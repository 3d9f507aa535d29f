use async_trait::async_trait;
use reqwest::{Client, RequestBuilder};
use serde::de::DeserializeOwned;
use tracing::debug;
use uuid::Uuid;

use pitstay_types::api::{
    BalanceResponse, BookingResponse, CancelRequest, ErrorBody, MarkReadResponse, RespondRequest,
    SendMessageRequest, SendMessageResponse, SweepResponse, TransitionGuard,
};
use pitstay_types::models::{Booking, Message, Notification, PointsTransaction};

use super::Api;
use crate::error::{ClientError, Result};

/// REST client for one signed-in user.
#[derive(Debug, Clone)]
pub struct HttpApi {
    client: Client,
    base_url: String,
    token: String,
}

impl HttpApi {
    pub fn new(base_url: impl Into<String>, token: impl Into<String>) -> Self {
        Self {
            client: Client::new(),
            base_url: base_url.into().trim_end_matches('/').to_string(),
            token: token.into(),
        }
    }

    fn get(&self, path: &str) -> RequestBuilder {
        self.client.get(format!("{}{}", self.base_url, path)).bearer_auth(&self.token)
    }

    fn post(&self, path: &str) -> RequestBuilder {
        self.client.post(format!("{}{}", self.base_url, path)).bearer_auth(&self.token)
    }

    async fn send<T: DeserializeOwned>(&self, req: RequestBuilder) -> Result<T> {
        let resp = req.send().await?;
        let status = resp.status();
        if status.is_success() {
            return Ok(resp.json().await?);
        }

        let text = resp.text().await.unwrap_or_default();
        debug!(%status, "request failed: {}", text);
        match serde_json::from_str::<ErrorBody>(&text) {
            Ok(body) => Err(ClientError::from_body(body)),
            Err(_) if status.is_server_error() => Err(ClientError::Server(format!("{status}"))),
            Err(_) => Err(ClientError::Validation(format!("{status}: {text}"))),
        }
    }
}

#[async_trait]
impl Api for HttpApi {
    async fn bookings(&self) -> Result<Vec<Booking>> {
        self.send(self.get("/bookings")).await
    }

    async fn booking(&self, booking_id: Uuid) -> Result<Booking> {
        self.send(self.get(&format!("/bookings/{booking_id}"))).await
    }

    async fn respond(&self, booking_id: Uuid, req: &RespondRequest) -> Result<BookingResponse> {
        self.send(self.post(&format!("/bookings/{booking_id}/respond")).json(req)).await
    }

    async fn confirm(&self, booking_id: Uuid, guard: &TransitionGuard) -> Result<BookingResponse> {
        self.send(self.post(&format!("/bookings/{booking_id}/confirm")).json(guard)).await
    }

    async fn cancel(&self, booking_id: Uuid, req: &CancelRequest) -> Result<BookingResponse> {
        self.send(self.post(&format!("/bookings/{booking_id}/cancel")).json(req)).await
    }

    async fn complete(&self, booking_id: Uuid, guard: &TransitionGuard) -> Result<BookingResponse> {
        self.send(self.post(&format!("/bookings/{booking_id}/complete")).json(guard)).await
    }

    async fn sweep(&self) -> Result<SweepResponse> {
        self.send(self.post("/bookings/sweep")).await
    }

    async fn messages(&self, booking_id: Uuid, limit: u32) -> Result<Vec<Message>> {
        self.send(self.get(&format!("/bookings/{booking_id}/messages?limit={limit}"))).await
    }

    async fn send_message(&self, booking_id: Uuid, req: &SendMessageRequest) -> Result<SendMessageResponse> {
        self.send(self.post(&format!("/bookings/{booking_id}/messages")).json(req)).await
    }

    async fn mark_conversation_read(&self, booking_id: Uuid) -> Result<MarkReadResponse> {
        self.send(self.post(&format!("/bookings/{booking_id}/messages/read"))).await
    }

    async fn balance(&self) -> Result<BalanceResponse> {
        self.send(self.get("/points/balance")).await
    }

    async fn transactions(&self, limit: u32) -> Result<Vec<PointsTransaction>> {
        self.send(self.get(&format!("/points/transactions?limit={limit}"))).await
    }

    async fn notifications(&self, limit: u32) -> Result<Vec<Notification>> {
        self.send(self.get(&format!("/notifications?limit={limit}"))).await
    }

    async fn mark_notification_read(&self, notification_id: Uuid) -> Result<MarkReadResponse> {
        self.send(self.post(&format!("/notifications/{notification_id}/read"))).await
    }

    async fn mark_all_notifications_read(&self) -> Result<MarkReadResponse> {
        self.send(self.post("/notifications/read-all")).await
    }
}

* * *

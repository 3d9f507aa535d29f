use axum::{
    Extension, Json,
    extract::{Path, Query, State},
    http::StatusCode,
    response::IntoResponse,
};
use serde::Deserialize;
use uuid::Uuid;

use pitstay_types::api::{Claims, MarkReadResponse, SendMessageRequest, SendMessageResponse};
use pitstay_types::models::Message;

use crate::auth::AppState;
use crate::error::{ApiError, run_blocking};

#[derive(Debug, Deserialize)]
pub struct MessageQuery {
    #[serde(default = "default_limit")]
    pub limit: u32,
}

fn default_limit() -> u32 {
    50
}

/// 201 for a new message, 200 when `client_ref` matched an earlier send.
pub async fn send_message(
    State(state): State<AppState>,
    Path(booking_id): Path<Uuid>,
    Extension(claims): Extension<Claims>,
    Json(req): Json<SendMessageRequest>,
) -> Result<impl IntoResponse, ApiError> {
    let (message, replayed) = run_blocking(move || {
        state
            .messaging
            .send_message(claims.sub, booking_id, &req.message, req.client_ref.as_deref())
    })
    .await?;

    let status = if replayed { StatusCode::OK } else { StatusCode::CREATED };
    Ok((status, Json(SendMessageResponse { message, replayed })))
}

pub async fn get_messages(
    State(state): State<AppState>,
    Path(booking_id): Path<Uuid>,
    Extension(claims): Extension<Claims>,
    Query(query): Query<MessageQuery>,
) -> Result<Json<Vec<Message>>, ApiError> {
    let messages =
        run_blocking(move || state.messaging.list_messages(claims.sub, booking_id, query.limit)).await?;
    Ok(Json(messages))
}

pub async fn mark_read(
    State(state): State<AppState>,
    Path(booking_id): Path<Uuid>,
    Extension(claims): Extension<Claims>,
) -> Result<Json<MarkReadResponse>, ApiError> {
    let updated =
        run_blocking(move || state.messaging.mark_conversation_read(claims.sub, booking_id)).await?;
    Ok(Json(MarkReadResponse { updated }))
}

* * *

• **Task objective**
Filter the listing above for lines with the word "MarkReadResponse", and copy each one you find.

• **Response below**
    BalanceResponse, BookingResponse, CancelRequest, ErrorBody, MarkReadResponse, RespondRequest,
    async fn mark_conversation_read(&self, booking_id: Uuid) -> Result<MarkReadResponse> {
    async fn mark_notification_read(&self, notification_id: Uuid) -> Result<MarkReadResponse> {
    async fn mark_all_notifications_read(&self) -> Result<MarkReadResponse> {
use pitstay_types::api::{Claims, MarkReadResponse, SendMessageRequest, SendMessageResponse};
) -> Result<Json<MarkReadResponse>, ApiError> {
    Ok(Json(MarkReadResponse { updated }))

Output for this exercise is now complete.